Estas regras propostas pelos socialistas passam a definir que os deputados não possam aceitar ofertas de valor igual ou superior a 150 euros (como o código do Governo), sob pena de “existir condicionamento da independência do exercício do mandato”. “O princípio genérico é da rejeição”, explica o deputado do PS Paulo Trigo Pereira, “mas abrem-se exceções para idas a conferências ou em missões parlamentares em representação da Assembleia da República”. É nestes casos, que estão detalhados no projeto do PS (visitas ou cerimónias oficiais de entidades públicas nacionais ou estrangeiras, ou convites de partidos políticos estrangeiros, ou convites para conferências sobre temas de interesse políticos ou de natureza académica, por exemplo) que o deputado tem de dar conta do que fez no seu registo de interesses.

Além disso, os socialistas recomendam que as autarquias estabeleçam códigos de conduta semelhantes ao que propõem para os deputados.

Lóbi nos corredores parlamentares (e também nas autarquias)

Além do reforço do registo que já existe para os deputados, passa a haver ainda um novo registo no Parlamento e aqui para regulamentar uma matéria que tem provocado polémica nos últimos anos: o lóbi. As entidades que o pretendam fazer e quem o faz (os intermediários) têm regras específicas. Os partidos à esquerda do PS, PCP e Bloco de Esquerda têm sido contra aquilo que dizem ser a legalização de uma ilicitude, mas o PS junta-se a um caminho que a direita já tem trilhado e quer agora “reforçar transparência” de “uma realidade profissional que já existe”, como argumenta Pedro Delgado Alves.

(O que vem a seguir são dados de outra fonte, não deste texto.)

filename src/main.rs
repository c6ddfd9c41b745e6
mod bridge;
mod config;
mod device;
mod error;
mod mapping;
mod midi;
mod types;

use anyhow::{Context, Result};
use clap::error::ErrorKind;
use clap::Parser;
use std::path::PathBuf;
use std::process::ExitCode;
use tokio::signal::unix::{signal, SignalKind};
use tracing::{info, warn};

use bridge::{Bridge, LoopConfig};
use config::ProfileConfig;
use device::UinputSink;
use mapping::DeviceProfile;
use midi::{DeviceFileSource, MidiPortSource, MidiSource};

/// Turn a MIDI control surface into a virtual joystick
#[derive(Parser, Debug)]
#[command(name = "midi-joy", version)]
#[command(
    about = "Translate MIDI notes and controllers into joystick buttons and axes",
    long_about = None
)]
struct Args {
    /// MIDI device path (e.g. /dev/midi1), or a port name/index with --port
    #[arg(required_unless_present_any = ["list_devices", "dump_profile"])]
    source: Option<String>,

    /// Treat SOURCE as a MIDI port (ALSA sequencer) instead of a device file
    #[arg(long)]
    port: bool,

    /// List available MIDI input ports and exit
    #[arg(short = 'l', long = "list")]
    list_devices: bool,

    /// Built-in device profile
    #[arg(long, default_value = "launchcontrol-xl", value_parser = ["launchcontrol-xl", "flat"])]
    profile: String,

    /// Device profile file (YAML), replaces --profile
    #[arg(short = 'c', long = "profile-file", conflicts_with = "profile")]
    profile_file: Option<PathBuf>,

    /// Print the selected profile as YAML and exit
    #[arg(long)]
    dump_profile: bool,

    /// Log level (error, warn, info, debug, trace)
    #[arg(long, env = "MIDI_JOY_LOG", default_value = "info")]
    log_level: String,
}

fn main() -> ExitCode {
    let args = match Args::try_parse() {
        Ok(args) => args,
        Err(e) => {
            // Usage goes to stderr; help and version are not failures
            let _ = e.print();
            return match e.kind() {
                ErrorKind::DisplayHelp | ErrorKind::DisplayVersion => ExitCode::SUCCESS,
                _ => ExitCode::FAILURE,
            };
        }
    };

    init_logging(&args.log_level);

    match run(args) {
        Ok(()) => ExitCode::SUCCESS,
        Err(e) => {
            eprintln!("error: {:#}", e);
            ExitCode::FAILURE
        }
    }
}

fn run(args: Args) -> Result<()> {
    if args.list_devices {
        let ports = MidiPortSource::list_devices()?;
        println!("Available MIDI Input Ports:");
        for (i, port) in ports.iter().enumerate() {
            println!("  {}: {}", i, port);
        }
        return Ok(());
    }

    let profile_config = load_profile(&args)?;
    if args.dump_profile {
        print!("{}", serde_yaml::to_string(&profile_config)?);
        return Ok(());
    }
    let profile = profile_config.build()?;

    let source = args.source.context("No MIDI source given")?;

    let runtime = tokio::runtime::Builder::new_current_thread()
        .enable_all()
        .build()
        .context("Failed to start runtime")?;

    if args.port {
        let source = MidiPortSource::connect(&source)?;
        runtime.block_on(run_bridge(source, profile))
    } else {
        let source = DeviceFileSource::open(&source)?;
        info!("Opened {}", source.path().display());
        runtime.block_on(run_bridge(source, profile))
    }
}

fn load_profile(args: &Args) -> Result<ProfileConfig> {
    match &args.profile_file {
        Some(path) => {
            info!("Loading profile {}", path.display());
            ProfileConfig::load(path)
        }
        None => ProfileConfig::builtin(&args.profile)
            .with_context(|| format!("Unknown profile: {}", args.profile)),
    }
}

/// Create the virtual device and forward events until a signal arrives
async fn run_bridge<S: MidiSource>(source: S, profile: DeviceProfile) -> Result<()> {
    let sink = UinputSink::create(&profile)?;
    let mut bridge = Bridge::new(source, sink, profile, LoopConfig::default());

    if let Err(e) = bridge.initialize_controller() {
        bridge.shutdown();
        return Err(e).context("Failed to send init message to controller");
    }

    info!("Forwarding MIDI events, Ctrl+C to stop");
    let result = bridge.run(shutdown_signal()).await;
    bridge.shutdown();

    result?;
    Ok(())
}

/// Resolves on SIGINT or SIGTERM
async fn shutdown_signal() {
    let interrupt = async {
        if let Err(e) = tokio::signal::ctrl_c().await {
            warn!("Failed to listen for SIGINT: {}", e);
            std::future::pending::<()>().await;
        }
    };

    let terminate = async {
        match signal(SignalKind::terminate()) {
            Ok(mut stream) => {
                stream.recv().await;
            }
            Err(e) => {
                warn!("Failed to listen for SIGTERM: {}", e);
                std::future::pending::<()>().await;
            }
        }
    };

    tokio::select! {
        _ = interrupt => {},
        _ = terminate => {},
    }
    info!("Shutdown signal received");
}

fn init_logging(level: &str) {
    let filter = tracing_subscriber::EnvFilter::try_from_default_env()
        .unwrap_or_else(|_| tracing_subscriber::EnvFilter::new(level));

    tracing_subscriber::fmt()
        .with_env_filter(filter)
        .with_writer(std::io::stderr)
        .with_target(false)
        .with_thread_ids(false)
        .with_thread_names(false)
        .init();
}

#[cfg(test)]
mod tests {
    use super::*;

    #[test]
    fn test_source_is_required() {
        let err = Args::try_parse_from(["midi-joy"]).unwrap_err();
        assert_eq!(err.kind(), ErrorKind::MissingRequiredArgument);
    }

    #[test]
    fn test_extra_argument_rejected() {
        assert!(Args::try_parse_from(["midi-joy", "/dev/midi1", "/dev/midi2"]).is_err());
    }

    #[test]
    fn test_defaults() {
        let args = Args::try_parse_from(["midi-joy", "/dev/midi1"]).unwrap();
        assert_eq!(args.source.as_deref(), Some("/dev/midi1"));
        assert!(!args.port);
        assert_eq!(args.profile, "launchcontrol-xl");
        assert!(args.profile_file.is_none());
    }

    #[test]
    fn test_builtin_profile_names_accepted() {
        for name in config::BUILTIN_PROFILES {
            let args = Args::try_parse_from(["midi-joy", "--profile", *name, "x"]).unwrap();
            assert!(load_profile(&args).is_ok());
        }
        assert!(Args::try_parse_from(["midi-joy", "--profile", "nope", "x"]).is_err());
    }

    #[test]
    fn test_list_and_dump_need_no_source() {
        assert!(Args::try_parse_from(["midi-joy", "--list"]).unwrap().list_devices);
        assert!(Args::try_parse_from(["midi-joy", "--dump-profile"]).unwrap().dump_profile);
    }

    #[test]
    fn test_profile_file_conflicts_with_profile() {
        let result =
            Args::try_parse_from(["midi-joy", "--profile", "flat", "-c", "p.yaml", "/dev/midi1"]);
        assert!(result.is_err());

        let args = Args::try_parse_from(["midi-joy", "--port", "-c", "p.yaml", "Launch"]).unwrap();
        assert!(args.port);
        assert_eq!(args.profile_file, Some(PathBuf::from("p.yaml")));
    }
}
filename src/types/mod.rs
pub mod events;
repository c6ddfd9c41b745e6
//! Linux input event codes (see `linux/input-event-codes.h`)

/// Highest key/button code
pub const KEY_MAX: u16 = 0x2ff;
/// Highest absolute axis code
pub const ABS_MAX: u16 = 0x3f;

/// Button codes by name
pub const BUTTONS: &[(&str, u16)] = &[
    ("BTN_0", 0x100),
    ("BTN_1", 0x101),
    ("BTN_2", 0x102),
    ("BTN_3", 0x103),
    ("BTN_4", 0x104),
    ("BTN_5", 0x105),
    ("BTN_6", 0x106),
    ("BTN_7", 0x107),
    ("BTN_8", 0x108),
    ("BTN_9", 0x109),
    ("BTN_LEFT", 0x110),
    ("BTN_RIGHT", 0x111),
    ("BTN_MIDDLE", 0x112),
    ("BTN_SIDE", 0x113),
    ("BTN_EXTRA", 0x114),
    ("BTN_FORWARD", 0x115),
    ("BTN_BACK", 0x116),
    ("BTN_TASK", 0x117),
    ("BTN_TRIGGER", 0x120),
    ("BTN_THUMB", 0x121),
    ("BTN_THUMB2", 0x122),
    ("BTN_TOP", 0x123),
    ("BTN_TOP2", 0x124),
    ("BTN_PINKIE", 0x125),
    ("BTN_BASE", 0x126),
    ("BTN_BASE2", 0x127),
    ("BTN_BASE3", 0x128),
    ("BTN_BASE4", 0x129),
    ("BTN_BASE5", 0x12a),
    ("BTN_BASE6", 0x12b),
    ("BTN_DEAD", 0x12f),
    ("BTN_SOUTH", 0x130),
    ("BTN_A", 0x130),
    ("BTN_EAST", 0x131),
    ("BTN_B", 0x131),
    ("BTN_C", 0x132),
    ("BTN_NORTH", 0x133),
    ("BTN_X", 0x133),
    ("BTN_WEST", 0x134),
    ("BTN_Y", 0x134),
    ("BTN_Z", 0x135),
    ("BTN_TL", 0x136),
    ("BTN_TR", 0x137),
    ("BTN_TL2", 0x138),
    ("BTN_TR2", 0x139),
    ("BTN_SELECT", 0x13a),
    ("BTN_START", 0x13b),
    ("BTN_MODE", 0x13c),
    ("BTN_THUMBL", 0x13d),
    ("BTN_THUMBR", 0x13e),
    ("BTN_GEAR_DOWN", 0x150),
    ("BTN_GEAR_UP", 0x151),
    ("BTN_DPAD_UP", 0x220),
    ("BTN_DPAD_DOWN", 0x221),
    ("BTN_DPAD_LEFT", 0x222),
    ("BTN_DPAD_RIGHT", 0x223),
    ("BTN_TRIGGER_HAPPY1", 0x2c0),
];

/// Absolute axis codes by name
pub const AXES: &[(&str, u16)] = &[
    ("ABS_X", 0x00),
    ("ABS_Y", 0x01),
    ("ABS_Z", 0x02),
    ("ABS_RX", 0x03),
    ("ABS_RY", 0x04),
    ("ABS_RZ", 0x05),
    ("ABS_THROTTLE", 0x06),
    ("ABS_RUDDER", 0x07),
    ("ABS_WHEEL", 0x08),
    ("ABS_GAS", 0x09),
    ("ABS_BRAKE", 0x0a),
    ("ABS_HAT0X", 0x10),
    ("ABS_HAT0Y", 0x11),
    ("ABS_HAT1X", 0x12),
    ("ABS_HAT1Y", 0x13),
    ("ABS_HAT2X", 0x14),
    ("ABS_HAT2Y", 0x15),
    ("ABS_HAT3X", 0x16),
    ("ABS_HAT3Y", 0x17),
    ("ABS_PRESSURE", 0x18),
    ("ABS_DISTANCE", 0x19),
    ("ABS_TILT_X", 0x1a),
    ("ABS_TILT_Y", 0x1b),
    ("ABS_TOOL_WIDTH", 0x1c),
    ("ABS_VOLUME", 0x20),
    ("ABS_PROFILE", 0x21),
    ("ABS_MISC", 0x28),
];

/// Which code space a code belongs to
#[derive(Debug, Clone, Copy, PartialEq, Eq)]
pub enum CodeSpace {
    Button,
    Axis,
}

impl CodeSpace {
    pub fn max(self) -> u16 {
        match self {
            CodeSpace::Button => KEY_MAX,
            CodeSpace::Axis => ABS_MAX,
        }
    }

    fn names(self) -> &'static [(&'static str, u16)] {
        match self {
            CodeSpace::Button => BUTTONS,
            CodeSpace::Axis => AXES,
        }
    }

    /// Look up a symbolic name (case-insensitive) or a `0x` hex literal
    pub fn parse(self, text: &str) -> Option<u16> {
        let text = text.trim();
        if let Some(hex) = text.strip_prefix("0x").or_else(|| text.strip_prefix("0X")) {
            return u16::from_str_radix(hex, 16).ok();
        }
        if let Ok(code) = text.parse::<u16>() {
            return Some(code);
        }
        self.names()
            .iter()
            .find(|(name, _)| name.eq_ignore_ascii_case(text))
            .map(|(_, code)| *code)
    }
}

#[cfg(test)]
mod tests {
    use super::*;

    #[test]
    fn test_parse_names() {
        assert_eq!(CodeSpace::Button.parse("BTN_SOUTH"), Some(0x130));
        assert_eq!(CodeSpace::Button.parse("btn_a"), Some(0x130));
        assert_eq!(CodeSpace::Axis.parse("ABS_VOLUME"), Some(0x20));
        assert_eq!(CodeSpace::Axis.parse("BTN_0"), None);
    }

    #[test]
    fn test_parse_numbers() {
        assert_eq!(CodeSpace::Axis.parse("0x3e"), Some(0x3e));
        assert_eq!(CodeSpace::Button.parse(" 256 "), Some(0x100));
        assert_eq!(CodeSpace::Button.parse("0xzz"), None);
    }
}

A proposta socialista passa por obrigar as entidades que queiram exercer a sua atividade junto do Parlamento e que representam interesses privados, a registarem na Assembleia da República esses mesmos interesses. “Além de se registarem, têm de identificar os interesses que representam”, detalhou o deputado socialista. “Têm de identificar quais são os seus clientes”, exemplifica Pedro Delgado Alves que insiste que as normas pretendem “tornar mais transparente e clara a forma como as entidades privadas já se relacionam com o Parlamento”.

O registo é feito através do site do Parlamento e tem de detalhar quem são os donos das entidades em causa e o PS quer que a prática se alargue às autarquias, definindo que as Assembleias Municipais criem regimes semelhantes. O projeto socialista também define o acesso do Governo à informação que vai ficar neste Registo de Representação de Interesses Privados “para efeitos de acompanhamento da atividade de representação privada de interesses junto dos seus membros”.

O acesso às reuniões ou audições, como comissões parlamentares por exemplo, “acontece nos mesmos moldes que já existe, uma vez que um privado já pode assistir a uma reunião presencialmente, tem apenas de se identificar e credenciar-se à porta” do Parlamento, explica o deputado do PS. “O que esta em causa é a realização de registo das reuniões com entidades que têm poder decisório”, como comissões parlamentares ou reuniões com grupos parlamentares. Além disso, o PS tem também um projeto para quem faz a mediação entre a entidade e o Parlamento e essa “representação profissional” também tem de estar registada e enumerar os respetivos clientes, tendo previstas situações de conflitos de interesse. Por exemplo? Está impedido de representar uma entidade nos três anos seguintes a ter representado a parte contrária.

Mas nem todos têm esta porta do lóbi parlamentar aberta, já que o projeto do PS define que os advogados não podem fazê-lo. O projeto socialistas é claro: “a atividade representação profissional de interesses é incompatível com o exercício de funções como titulares de órgão de soberania, cargo político ou alto cargo público: o exercício da advocacia e o exercício de funções em entidade administrativa independente ou reguladora”.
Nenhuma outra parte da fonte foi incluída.